Lettre ouverte à Charlie


Cher Charlie (Michel), cher Kris, cher Jan, cher Alexander, cher Didier, Hervé, Koen, Maggie, Daniel, Johan, Willy, Marie-Christine, Steven et  Jacqueline.

Je me permets de vous appeler par vos prénoms puisqu' à mon sens, même si vous tenez les rênes du pays, nous sommes avant tout concitoyens. Le mot concitoyen porte dans ses racines l'idée d'inclusion, l'idée du tous ensemble, du avec, du tout.

Une semaine après les attentats du 7 janvier, vous avez pris  douze mesures contre le terrorisme et le radicalisme. J'imagine qu'il fallait rassurer la population et montrer que vous aviez la situation bien en main. Psychologiquement et électoralement, la tentation sécuritaire et répressive est forte et on a du mal à vous blâmer d'y avoir succombé.

Pourtant, il semble clair que c'est un piège tendu aux démocraties. La formule  de Robert Badinter est belle et si je lui laisse son argumentaire juridique et politique, je ne peux m'empêcher d'ajouter que ce piège dans lequel vous êtes tombés, me blesse profondément. J'ose espérer qu'il en blesse d'autres que moi.

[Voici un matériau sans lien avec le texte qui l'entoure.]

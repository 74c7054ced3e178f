use crate::core::config::config;
use crate::i18n;
use crate::routes::Route;
use crate::t;
use dioxus::logger::tracing::warn;
use dioxus::prelude::*;

const NAVBAR_CSS: Asset = asset!("/assets/styling/navbar.css");
const NAVBAR_CSS_INLINE: &str = include_str!(concat!(
    env!("CARGO_MANIFEST_DIR"),
    "/assets/styling/navbar.css"
));

/// Site header: brand, primary navigation and the locale switcher.
///
/// The language selector writes the global language code signal provided by
/// [`crate::Root`]; the keyed subtree there remounts every view afterwards.
#[component]
pub fn AppNavbar() -> Element {
    let langs = use_signal(i18n::available_languages);
    let show_switcher = langs().len() > 1;
    let lang_code_ctx: Option<Signal<String>> = try_use_context::<Signal<String>>();
    let current_lang = lang_code_ctx
        .as_ref()
        .map(|c| c())
        .unwrap_or_else(|| i18n::FALLBACK_LANGUAGE.to_string());

    let on_change = move |evt: dioxus::events::FormEvent| {
        let val = evt.value();
        match i18n::set_language(&val) {
            Ok(()) => {
                if let Some(mut code) = lang_code_ctx {
                    code.set(val);
                }
            }
            Err(err) => warn!("language switch to {val} failed: {err}"),
        }
    };

    let brand = config().app_name;

    rsx! {
        document::Link { rel: "stylesheet", href: NAVBAR_CSS }
        if cfg!(all(not(debug_assertions), not(target_arch = "wasm32"))) {
            document::Style { "{NAVBAR_CSS_INLINE}" }
        }

        header {
            id: "navbar",
            class: "navbar",
            div { class: "navbar__inner",
                div { class: "navbar__brand",
                    Link { class: "navbar__brand-link", to: Route::Home {},
                        span { class: "navbar__brand-mark", "{brand}" }
                    }
                    span { class: "navbar__brand-subtitle", {t!("tagline")} }
                }

                nav { class: "navbar__links",
                    Link { class: "navbar__link", to: Route::Home {}, {t!("nav-home")} }
                    Link { class: "navbar__link", to: Route::Projects {}, {t!("nav-projects")} }
                    Link { class: "navbar__link", to: Route::Search {}, {t!("nav-search")} }
                    Link { class: "navbar__link", to: Route::Blog {}, {t!("nav-blog")} }
                    Link { class: "navbar__link", to: Route::About {}, {t!("nav-about")} }
                    Link { class: "navbar__link", to: Route::Login {}, {t!("nav-login")} }
                    Link { class: "navbar__link navbar__link--accent", to: Route::Dashboard {},
                        {t!("nav-dashboard")}
                    }
                }

                if show_switcher {
                    div { class: "navbar__locale",
                        label {
                            class: "visually-hidden",
                            r#for: "locale-select",
                            {t!("nav-language-label")}
                        }
                        select {
                            id: "locale-select",
                            value: "{current_lang}",
                            oninput: on_change,
                            { langs().iter().map(|code| {
                                let c = code.clone();
                                rsx!{
                                    option { key: "{c}", value: "{c}", "{c}" }
                                }
                            })}
                        }
                    }
                }
            }
        }
    }
}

Dans vos mesures, je vois un renoncement au vivre-ensemble. J'entends la loi du talion qui sonne haut et fort. J'y vois de la répression et de l'exclusion, là où nous avons tous besoin d'inclusion, d'humanité... de concitoyenneté?


C'est pourquoi, aux 12 mesures que vous avez édictées, je vous demande d'ajouter rapidement celle-ci:

13. Subsides généreux pour l'éducation à la citoyenneté et à l'interculturalité.



Nous avons tous été choqués parce qui est arrivé à Paris mais y répondre uniquement par une surveillance accrue et des mesures répressives semble insuffisant et contre-productif.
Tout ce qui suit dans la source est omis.